Cylc provides cylc broadcast to inject environment variables into a running workflow on the fly. For example, to enable OOPS_DEBUG for a specific task and cycle:

cylc broadcast <workflow_name> -p <cycle_point> -n <task_name> -s "[environment]OOPS_DEBUG=1" 

This sets the variable for the next run of that task without editing any files. You can also broadcast to all tasks or all cycles: cylc broadcast <workflow_name> -s "[environment]OOPS_DEBUG=1"

To see active broadcasts: cylc broadcast <workflow_name> --display

To clear a broadcast: cylc broadcast <workflow_name> --clear 

Rerunning a single failed task:

From the CLI: cylc trigger <workflow_name>//<cycle_point>/<task_name> 

From the TUI: navigate to the task, press Enter to open the menu, and select Trigger.

This reruns the task within the existing workflow. It does not recreate the experiment or re-process any other tasks.

Rerunning all failed tasks:

cylc trigger <workflow_name>//* 

This will re-trigger all tasks that are in a failed state. You can also target a specific cycle with cylc trigger <workflow_name//<cycle_point>/* 

How to make sure logs are not removed after the experiment finishes:

Hold the finishExperiment task before the experiment completes. 

From the CLI: cylc hold <workflow_name>//<cycle_point>/finishExperiment

Or from the TUI, navigate to finishExperiment and select “Hold”. The finishExperiment task cleans up runtime directories. By holding it, all logs and working files remain accessible for debugging.

To preserve per-cycle working directories, also hold the endCycle task: cylc hold <workflow_name>//<cycle_point>/endCycle_<family_name> 

Our cleanup removes cycle directories that are from the previous two cycles or older during the endCycle task.

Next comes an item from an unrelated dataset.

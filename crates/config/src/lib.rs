// Configuration loading

pub mod settings;

pub use settings::{ConfigError, Settings};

Checking task timing and stats:

EWOK's task wrapper (ewoktask.sh) records start and end timestamps for every task in: ${EWOK_WORKDIR}/<experiment_name>/stats_<expid>.txt  Each line contains start_time, end_time, nodes, tasks, threads, cycle_date, task_id, and category. This is useful for identifying slow tasks or comparing timing across cycles without needing to parse individual job logs.